#### Records supplied ####

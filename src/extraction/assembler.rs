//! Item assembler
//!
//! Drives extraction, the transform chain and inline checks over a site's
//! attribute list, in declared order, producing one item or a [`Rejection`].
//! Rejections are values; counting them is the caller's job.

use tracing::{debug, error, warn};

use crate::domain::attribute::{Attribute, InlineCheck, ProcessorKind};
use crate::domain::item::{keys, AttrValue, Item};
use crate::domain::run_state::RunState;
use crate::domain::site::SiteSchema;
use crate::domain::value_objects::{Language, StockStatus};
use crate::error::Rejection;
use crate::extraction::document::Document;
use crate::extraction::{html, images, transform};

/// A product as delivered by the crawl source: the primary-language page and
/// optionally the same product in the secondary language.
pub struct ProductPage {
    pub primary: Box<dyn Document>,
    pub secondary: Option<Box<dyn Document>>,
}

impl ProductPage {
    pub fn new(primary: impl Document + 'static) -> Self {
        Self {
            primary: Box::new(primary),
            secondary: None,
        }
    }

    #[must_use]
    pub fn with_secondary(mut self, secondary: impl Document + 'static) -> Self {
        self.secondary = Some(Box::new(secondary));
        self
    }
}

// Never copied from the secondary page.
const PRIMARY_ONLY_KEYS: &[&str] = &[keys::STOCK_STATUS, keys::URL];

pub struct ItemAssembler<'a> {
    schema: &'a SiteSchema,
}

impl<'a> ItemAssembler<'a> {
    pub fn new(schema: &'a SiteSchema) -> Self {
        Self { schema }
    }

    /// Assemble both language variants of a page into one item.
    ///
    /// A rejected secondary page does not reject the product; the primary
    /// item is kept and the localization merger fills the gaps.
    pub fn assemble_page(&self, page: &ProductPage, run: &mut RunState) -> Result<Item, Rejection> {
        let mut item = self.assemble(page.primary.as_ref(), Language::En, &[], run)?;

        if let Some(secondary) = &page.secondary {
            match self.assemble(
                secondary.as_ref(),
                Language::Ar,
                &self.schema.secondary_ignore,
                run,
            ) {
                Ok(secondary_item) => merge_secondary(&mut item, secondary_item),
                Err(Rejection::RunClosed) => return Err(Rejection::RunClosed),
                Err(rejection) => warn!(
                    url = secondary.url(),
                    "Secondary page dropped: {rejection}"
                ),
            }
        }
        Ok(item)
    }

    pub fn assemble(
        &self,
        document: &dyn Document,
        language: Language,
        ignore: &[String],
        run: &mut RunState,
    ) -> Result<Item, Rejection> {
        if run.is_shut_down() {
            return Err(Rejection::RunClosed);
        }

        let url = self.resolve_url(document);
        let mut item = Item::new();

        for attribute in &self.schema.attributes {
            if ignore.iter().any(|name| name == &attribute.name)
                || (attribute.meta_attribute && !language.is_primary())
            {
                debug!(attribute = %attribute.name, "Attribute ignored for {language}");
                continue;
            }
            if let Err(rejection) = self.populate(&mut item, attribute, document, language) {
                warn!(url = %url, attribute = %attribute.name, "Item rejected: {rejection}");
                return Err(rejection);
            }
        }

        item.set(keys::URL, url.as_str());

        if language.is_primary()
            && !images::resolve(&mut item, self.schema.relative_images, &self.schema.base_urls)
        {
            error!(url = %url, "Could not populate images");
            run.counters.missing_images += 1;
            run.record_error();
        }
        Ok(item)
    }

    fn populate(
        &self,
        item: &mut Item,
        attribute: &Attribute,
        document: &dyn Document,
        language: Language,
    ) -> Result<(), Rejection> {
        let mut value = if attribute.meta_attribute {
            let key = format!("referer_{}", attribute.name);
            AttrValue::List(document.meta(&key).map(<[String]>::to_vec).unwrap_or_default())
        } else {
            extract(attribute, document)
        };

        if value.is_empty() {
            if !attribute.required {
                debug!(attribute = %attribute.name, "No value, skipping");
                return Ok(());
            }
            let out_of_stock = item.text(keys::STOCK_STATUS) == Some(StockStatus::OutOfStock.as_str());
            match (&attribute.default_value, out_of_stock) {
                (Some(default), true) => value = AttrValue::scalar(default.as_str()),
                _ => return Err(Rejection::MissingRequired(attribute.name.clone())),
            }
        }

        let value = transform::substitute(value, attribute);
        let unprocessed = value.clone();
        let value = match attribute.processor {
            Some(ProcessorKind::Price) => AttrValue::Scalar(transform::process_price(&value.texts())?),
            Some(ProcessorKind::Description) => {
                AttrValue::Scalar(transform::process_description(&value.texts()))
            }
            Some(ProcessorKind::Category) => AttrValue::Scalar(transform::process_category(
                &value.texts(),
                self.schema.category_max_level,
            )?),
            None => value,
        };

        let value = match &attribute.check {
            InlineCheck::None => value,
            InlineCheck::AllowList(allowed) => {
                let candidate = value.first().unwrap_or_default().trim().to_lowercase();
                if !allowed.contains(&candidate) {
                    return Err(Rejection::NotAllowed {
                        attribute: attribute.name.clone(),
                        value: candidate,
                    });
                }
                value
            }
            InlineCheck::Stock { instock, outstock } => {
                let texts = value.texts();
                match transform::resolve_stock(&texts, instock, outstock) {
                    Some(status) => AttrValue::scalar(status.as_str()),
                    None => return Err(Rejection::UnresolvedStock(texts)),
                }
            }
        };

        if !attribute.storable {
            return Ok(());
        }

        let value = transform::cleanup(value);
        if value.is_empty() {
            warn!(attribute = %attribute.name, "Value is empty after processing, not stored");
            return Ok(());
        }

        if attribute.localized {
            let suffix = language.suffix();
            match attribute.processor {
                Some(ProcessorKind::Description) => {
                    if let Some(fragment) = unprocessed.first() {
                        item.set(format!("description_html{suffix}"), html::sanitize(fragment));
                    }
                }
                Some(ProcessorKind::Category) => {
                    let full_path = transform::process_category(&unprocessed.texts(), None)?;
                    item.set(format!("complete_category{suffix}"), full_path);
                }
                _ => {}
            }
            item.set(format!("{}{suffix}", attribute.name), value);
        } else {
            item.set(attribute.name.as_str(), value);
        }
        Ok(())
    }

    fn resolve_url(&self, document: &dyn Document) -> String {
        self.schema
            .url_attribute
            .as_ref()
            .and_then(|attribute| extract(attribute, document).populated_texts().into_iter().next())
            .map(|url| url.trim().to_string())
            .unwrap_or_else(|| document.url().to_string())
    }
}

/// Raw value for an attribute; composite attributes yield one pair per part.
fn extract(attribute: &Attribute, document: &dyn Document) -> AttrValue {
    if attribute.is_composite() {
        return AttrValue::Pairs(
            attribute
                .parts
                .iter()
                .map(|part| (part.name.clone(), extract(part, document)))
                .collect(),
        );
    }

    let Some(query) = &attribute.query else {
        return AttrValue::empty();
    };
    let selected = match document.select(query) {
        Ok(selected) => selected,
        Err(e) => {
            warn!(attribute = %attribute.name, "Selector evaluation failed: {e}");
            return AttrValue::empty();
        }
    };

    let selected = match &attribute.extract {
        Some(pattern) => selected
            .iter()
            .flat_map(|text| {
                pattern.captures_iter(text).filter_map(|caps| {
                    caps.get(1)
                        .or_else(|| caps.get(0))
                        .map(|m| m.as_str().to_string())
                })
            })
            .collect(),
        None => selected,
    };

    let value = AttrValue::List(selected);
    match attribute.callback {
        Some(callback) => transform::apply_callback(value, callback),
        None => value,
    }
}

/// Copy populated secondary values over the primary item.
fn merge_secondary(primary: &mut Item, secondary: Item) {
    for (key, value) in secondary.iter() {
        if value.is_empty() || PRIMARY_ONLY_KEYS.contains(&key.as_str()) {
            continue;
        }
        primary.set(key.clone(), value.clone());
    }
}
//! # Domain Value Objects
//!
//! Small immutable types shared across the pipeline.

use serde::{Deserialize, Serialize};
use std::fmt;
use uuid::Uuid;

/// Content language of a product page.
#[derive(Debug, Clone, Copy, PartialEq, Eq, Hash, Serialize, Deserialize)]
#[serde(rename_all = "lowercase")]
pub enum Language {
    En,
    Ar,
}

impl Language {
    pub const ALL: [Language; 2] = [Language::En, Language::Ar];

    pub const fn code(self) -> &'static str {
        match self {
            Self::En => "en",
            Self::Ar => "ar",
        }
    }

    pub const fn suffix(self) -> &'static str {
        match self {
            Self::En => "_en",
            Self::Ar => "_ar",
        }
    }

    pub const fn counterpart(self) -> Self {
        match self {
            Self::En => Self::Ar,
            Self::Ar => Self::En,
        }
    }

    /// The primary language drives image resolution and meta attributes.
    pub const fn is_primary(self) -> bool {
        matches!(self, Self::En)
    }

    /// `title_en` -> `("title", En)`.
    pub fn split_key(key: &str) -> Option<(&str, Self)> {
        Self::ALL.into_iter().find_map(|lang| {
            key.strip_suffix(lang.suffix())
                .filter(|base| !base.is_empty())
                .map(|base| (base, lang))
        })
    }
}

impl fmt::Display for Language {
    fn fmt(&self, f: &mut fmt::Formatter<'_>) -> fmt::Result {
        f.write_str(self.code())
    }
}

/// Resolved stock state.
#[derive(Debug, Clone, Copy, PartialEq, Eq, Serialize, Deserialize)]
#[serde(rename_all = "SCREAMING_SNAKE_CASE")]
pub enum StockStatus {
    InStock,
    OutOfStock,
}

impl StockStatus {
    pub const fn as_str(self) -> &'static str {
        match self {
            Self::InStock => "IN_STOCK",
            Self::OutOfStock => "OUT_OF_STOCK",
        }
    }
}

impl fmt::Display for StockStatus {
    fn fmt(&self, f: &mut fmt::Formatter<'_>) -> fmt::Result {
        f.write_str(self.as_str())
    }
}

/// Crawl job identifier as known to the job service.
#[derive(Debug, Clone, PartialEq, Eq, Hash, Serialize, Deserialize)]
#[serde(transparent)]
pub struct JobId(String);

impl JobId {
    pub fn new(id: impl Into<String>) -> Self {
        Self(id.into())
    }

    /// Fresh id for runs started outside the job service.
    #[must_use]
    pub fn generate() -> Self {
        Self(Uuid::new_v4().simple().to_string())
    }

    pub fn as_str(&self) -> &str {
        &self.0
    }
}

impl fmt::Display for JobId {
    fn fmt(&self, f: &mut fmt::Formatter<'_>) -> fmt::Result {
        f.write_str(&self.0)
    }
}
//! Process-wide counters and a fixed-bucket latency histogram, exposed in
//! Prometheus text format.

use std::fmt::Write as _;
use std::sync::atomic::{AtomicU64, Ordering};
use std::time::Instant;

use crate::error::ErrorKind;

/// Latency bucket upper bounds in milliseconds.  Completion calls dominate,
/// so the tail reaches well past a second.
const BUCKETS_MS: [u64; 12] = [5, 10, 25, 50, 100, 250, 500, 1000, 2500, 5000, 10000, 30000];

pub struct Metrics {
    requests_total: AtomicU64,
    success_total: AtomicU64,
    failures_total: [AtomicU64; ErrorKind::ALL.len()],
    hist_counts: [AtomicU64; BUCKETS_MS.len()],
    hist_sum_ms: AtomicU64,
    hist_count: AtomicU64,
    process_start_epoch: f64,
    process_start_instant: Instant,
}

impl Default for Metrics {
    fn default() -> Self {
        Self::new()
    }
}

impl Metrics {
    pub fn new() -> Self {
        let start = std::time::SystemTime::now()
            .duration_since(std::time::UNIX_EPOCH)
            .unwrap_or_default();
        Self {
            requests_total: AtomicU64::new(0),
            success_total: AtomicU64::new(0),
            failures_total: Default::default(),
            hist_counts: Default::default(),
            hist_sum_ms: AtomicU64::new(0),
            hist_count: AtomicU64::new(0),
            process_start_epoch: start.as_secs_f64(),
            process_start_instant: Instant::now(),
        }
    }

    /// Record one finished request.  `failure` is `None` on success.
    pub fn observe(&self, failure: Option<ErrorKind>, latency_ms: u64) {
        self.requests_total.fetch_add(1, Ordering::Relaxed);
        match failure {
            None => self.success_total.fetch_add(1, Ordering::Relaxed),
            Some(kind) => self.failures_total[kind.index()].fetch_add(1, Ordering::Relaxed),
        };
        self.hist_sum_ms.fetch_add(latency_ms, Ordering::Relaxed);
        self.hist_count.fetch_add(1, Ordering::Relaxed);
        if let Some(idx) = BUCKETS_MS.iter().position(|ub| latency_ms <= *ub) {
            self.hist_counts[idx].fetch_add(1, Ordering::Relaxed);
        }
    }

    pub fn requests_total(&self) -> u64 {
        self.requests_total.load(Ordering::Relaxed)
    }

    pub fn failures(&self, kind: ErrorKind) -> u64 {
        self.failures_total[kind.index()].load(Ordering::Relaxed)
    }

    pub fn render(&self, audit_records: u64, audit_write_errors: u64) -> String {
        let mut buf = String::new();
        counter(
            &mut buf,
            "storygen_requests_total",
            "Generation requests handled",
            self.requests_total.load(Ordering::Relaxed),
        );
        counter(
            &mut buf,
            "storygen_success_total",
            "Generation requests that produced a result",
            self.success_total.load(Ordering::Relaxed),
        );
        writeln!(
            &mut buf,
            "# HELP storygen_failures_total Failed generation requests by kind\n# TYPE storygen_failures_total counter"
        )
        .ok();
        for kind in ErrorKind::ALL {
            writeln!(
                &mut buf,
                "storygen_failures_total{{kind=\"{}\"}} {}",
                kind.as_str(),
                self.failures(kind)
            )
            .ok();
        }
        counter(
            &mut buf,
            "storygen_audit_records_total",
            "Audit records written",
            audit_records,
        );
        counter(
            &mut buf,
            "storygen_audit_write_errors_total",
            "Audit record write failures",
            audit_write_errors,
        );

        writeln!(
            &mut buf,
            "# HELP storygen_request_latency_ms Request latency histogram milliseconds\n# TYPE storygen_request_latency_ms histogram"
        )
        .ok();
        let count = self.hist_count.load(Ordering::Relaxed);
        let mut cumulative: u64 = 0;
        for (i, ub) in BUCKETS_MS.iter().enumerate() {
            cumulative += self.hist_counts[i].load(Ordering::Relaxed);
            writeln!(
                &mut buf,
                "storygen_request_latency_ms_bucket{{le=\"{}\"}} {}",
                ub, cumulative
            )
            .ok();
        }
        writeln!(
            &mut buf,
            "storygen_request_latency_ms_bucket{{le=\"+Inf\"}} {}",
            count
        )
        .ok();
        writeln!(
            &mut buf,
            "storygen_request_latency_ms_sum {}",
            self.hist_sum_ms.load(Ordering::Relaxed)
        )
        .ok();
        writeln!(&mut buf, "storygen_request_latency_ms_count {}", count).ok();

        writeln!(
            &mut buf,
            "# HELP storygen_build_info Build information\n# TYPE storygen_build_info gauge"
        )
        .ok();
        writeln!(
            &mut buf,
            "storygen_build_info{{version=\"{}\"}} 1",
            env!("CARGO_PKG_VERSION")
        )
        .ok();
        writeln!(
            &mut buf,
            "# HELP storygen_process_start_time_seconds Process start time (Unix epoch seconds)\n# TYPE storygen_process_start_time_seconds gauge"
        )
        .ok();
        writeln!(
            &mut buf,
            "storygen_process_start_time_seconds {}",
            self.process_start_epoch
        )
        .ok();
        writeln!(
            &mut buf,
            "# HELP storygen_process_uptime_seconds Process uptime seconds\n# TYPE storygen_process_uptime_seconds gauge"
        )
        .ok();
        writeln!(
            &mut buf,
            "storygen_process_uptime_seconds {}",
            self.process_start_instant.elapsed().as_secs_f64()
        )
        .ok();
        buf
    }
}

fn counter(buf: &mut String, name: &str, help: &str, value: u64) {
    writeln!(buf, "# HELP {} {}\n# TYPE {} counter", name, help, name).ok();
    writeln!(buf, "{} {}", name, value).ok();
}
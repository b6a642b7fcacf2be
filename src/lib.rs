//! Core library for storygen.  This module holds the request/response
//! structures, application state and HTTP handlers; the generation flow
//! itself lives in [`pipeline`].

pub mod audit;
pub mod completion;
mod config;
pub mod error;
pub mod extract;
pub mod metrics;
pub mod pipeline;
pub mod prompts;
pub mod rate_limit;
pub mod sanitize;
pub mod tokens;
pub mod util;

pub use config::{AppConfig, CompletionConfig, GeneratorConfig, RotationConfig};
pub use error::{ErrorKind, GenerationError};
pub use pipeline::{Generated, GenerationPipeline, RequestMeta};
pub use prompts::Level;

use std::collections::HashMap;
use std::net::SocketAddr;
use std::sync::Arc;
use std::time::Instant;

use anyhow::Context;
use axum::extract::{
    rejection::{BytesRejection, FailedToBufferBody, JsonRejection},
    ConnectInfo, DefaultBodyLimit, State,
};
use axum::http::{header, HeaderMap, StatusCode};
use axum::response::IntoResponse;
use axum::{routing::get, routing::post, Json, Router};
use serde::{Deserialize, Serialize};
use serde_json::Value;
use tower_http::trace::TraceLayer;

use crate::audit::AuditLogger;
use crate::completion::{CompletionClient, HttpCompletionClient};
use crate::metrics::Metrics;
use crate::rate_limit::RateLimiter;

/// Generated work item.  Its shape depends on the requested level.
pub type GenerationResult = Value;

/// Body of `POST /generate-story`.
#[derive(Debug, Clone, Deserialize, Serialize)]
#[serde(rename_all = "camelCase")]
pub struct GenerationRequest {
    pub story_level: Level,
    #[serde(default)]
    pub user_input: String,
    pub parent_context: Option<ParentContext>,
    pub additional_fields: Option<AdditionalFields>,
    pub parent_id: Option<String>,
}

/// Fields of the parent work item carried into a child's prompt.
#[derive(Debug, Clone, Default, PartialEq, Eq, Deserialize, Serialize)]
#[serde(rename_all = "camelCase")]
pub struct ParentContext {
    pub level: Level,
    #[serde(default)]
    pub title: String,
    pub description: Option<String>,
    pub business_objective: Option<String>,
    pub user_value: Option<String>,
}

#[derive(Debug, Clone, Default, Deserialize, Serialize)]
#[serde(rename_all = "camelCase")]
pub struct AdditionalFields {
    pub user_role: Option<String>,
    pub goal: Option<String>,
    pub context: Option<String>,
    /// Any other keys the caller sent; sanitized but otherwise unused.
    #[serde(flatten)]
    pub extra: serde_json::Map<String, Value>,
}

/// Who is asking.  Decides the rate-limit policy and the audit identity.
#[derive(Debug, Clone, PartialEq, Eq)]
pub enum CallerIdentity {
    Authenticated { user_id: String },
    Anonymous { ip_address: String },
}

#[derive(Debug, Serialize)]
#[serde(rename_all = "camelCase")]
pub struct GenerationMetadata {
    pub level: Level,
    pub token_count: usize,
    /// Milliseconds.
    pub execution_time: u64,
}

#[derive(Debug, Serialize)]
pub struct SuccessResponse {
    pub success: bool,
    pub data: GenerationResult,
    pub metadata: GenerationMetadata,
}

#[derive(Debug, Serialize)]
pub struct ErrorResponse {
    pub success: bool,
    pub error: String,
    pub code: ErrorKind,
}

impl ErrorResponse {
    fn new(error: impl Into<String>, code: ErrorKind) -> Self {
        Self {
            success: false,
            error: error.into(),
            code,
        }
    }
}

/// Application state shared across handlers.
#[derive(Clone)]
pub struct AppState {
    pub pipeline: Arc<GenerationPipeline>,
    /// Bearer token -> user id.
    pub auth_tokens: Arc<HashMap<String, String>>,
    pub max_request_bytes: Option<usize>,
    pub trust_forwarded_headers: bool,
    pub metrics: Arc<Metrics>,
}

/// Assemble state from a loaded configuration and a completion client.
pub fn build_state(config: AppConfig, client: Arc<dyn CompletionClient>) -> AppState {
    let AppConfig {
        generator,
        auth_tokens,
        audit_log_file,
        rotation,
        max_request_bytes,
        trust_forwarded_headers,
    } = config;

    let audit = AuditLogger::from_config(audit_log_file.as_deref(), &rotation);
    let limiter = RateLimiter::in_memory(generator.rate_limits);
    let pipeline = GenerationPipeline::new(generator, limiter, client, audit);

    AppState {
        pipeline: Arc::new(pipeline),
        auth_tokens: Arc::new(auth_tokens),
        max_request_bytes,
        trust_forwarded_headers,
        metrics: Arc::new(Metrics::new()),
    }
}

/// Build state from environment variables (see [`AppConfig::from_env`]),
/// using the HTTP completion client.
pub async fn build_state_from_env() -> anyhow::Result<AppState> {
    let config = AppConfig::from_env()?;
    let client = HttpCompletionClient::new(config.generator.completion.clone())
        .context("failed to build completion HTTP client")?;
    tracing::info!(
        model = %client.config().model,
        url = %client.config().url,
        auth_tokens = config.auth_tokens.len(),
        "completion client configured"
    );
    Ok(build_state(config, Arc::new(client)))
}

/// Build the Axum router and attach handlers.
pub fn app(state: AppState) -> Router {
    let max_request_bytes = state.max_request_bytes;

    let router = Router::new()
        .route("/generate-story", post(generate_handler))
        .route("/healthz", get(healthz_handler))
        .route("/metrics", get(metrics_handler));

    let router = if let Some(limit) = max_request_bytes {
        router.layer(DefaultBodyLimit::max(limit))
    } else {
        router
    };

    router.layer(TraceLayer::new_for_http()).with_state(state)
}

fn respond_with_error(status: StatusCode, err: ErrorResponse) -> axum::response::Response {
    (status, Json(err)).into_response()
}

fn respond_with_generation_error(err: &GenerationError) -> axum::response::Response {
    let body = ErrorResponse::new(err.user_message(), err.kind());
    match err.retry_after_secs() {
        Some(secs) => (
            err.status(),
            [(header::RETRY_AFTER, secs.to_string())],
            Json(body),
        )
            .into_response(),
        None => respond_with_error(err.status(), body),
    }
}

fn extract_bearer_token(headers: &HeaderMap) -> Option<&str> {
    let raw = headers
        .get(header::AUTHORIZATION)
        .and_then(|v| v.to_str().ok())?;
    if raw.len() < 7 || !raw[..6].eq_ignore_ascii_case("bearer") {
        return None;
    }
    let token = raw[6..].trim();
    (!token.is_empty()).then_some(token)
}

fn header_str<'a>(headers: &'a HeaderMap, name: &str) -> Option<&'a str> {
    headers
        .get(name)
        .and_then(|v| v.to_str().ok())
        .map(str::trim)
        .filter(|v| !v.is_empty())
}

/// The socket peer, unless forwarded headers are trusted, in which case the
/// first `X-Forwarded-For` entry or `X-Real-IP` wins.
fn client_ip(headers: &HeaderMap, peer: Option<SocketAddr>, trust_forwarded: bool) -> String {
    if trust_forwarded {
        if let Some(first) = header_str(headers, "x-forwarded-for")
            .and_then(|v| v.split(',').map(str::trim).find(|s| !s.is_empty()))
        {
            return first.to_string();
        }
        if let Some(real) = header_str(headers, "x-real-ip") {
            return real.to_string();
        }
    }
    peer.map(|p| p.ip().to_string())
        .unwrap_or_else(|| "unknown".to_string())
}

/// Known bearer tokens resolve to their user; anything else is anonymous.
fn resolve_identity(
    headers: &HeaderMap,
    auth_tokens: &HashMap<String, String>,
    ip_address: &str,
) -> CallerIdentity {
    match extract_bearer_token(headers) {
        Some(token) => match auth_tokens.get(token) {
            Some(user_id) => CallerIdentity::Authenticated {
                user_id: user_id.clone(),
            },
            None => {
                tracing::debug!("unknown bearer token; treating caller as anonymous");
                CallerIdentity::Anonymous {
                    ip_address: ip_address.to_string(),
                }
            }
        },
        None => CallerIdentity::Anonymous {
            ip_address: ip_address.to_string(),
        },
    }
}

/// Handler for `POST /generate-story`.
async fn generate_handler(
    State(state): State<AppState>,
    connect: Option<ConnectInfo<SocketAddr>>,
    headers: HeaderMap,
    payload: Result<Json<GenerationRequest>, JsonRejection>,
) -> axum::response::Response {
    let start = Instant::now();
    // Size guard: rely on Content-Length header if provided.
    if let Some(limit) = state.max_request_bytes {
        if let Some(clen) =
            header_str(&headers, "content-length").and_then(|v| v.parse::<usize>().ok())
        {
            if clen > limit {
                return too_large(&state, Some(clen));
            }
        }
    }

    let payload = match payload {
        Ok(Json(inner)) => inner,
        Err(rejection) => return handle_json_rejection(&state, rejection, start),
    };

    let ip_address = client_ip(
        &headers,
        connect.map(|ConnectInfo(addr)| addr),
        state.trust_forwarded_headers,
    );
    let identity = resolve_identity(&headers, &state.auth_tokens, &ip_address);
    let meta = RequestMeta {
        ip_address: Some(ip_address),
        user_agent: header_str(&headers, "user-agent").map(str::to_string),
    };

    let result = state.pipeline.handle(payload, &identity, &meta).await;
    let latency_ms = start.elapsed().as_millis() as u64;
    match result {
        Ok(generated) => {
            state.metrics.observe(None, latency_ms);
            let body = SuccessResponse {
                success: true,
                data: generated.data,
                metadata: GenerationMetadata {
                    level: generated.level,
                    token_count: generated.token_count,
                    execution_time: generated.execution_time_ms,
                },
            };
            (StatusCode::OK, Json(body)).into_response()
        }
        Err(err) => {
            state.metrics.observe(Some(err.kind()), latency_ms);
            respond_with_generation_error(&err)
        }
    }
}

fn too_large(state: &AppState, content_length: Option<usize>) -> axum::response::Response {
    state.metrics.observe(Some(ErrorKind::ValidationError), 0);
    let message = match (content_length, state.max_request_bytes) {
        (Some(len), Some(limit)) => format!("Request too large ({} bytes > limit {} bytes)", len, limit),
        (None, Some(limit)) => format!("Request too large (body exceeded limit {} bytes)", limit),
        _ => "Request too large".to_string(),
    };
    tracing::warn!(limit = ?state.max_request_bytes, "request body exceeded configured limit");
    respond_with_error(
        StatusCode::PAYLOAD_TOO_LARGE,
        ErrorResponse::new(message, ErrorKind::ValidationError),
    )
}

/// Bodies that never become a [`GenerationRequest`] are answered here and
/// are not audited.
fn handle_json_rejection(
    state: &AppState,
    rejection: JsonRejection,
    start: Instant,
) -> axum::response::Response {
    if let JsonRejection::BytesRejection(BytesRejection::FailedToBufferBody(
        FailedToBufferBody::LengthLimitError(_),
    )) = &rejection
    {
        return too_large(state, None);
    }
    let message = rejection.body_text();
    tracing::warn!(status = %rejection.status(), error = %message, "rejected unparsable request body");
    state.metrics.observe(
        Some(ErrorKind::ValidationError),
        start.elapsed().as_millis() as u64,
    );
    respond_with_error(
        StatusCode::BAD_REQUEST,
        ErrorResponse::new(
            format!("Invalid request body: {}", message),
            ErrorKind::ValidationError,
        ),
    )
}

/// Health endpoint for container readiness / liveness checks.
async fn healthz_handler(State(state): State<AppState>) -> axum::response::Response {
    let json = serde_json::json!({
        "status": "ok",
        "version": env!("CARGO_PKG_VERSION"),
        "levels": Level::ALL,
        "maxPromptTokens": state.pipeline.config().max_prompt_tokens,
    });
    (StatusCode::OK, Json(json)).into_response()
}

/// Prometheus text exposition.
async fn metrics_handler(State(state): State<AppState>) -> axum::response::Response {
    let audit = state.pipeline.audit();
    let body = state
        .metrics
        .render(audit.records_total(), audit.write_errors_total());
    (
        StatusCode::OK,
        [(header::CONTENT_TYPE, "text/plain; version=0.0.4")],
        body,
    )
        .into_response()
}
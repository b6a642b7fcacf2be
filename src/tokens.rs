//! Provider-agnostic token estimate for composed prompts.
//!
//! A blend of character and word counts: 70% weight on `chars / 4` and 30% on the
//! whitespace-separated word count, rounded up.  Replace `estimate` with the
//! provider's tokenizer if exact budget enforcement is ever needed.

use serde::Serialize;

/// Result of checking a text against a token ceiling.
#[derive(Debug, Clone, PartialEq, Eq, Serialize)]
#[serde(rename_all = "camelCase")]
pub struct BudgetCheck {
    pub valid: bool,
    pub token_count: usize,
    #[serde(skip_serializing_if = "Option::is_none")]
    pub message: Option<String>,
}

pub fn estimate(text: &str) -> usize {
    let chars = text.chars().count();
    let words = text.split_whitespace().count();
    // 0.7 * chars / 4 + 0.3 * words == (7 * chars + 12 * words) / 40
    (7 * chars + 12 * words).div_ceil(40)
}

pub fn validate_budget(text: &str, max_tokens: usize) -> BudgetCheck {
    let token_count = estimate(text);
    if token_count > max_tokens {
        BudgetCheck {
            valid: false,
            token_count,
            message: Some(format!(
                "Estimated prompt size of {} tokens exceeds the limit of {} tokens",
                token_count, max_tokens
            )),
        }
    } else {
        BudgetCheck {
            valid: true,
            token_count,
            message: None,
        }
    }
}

####

Copy out the lines above word for word, stopping after the line containing "use crate::error::Rejection;".

_Answer box:_
filename src/extraction/assembler.rs
//! Item assembler
//!
//! Drives extraction, the transform chain and inline checks over a site's
//! attribute list, in declared order, producing one item or a [`Rejection`].
//! Rejections are values; counting them is the caller's job.

use tracing::{debug, error, warn};

use crate::domain::attribute::{Attribute, InlineCheck, ProcessorKind};
use crate::domain::item::{keys, AttrValue, Item};
use crate::domain::run_state::RunState;
use crate::domain::site::SiteSchema;
use crate::domain::value_objects::{Language, StockStatus};
use crate::error::Rejection;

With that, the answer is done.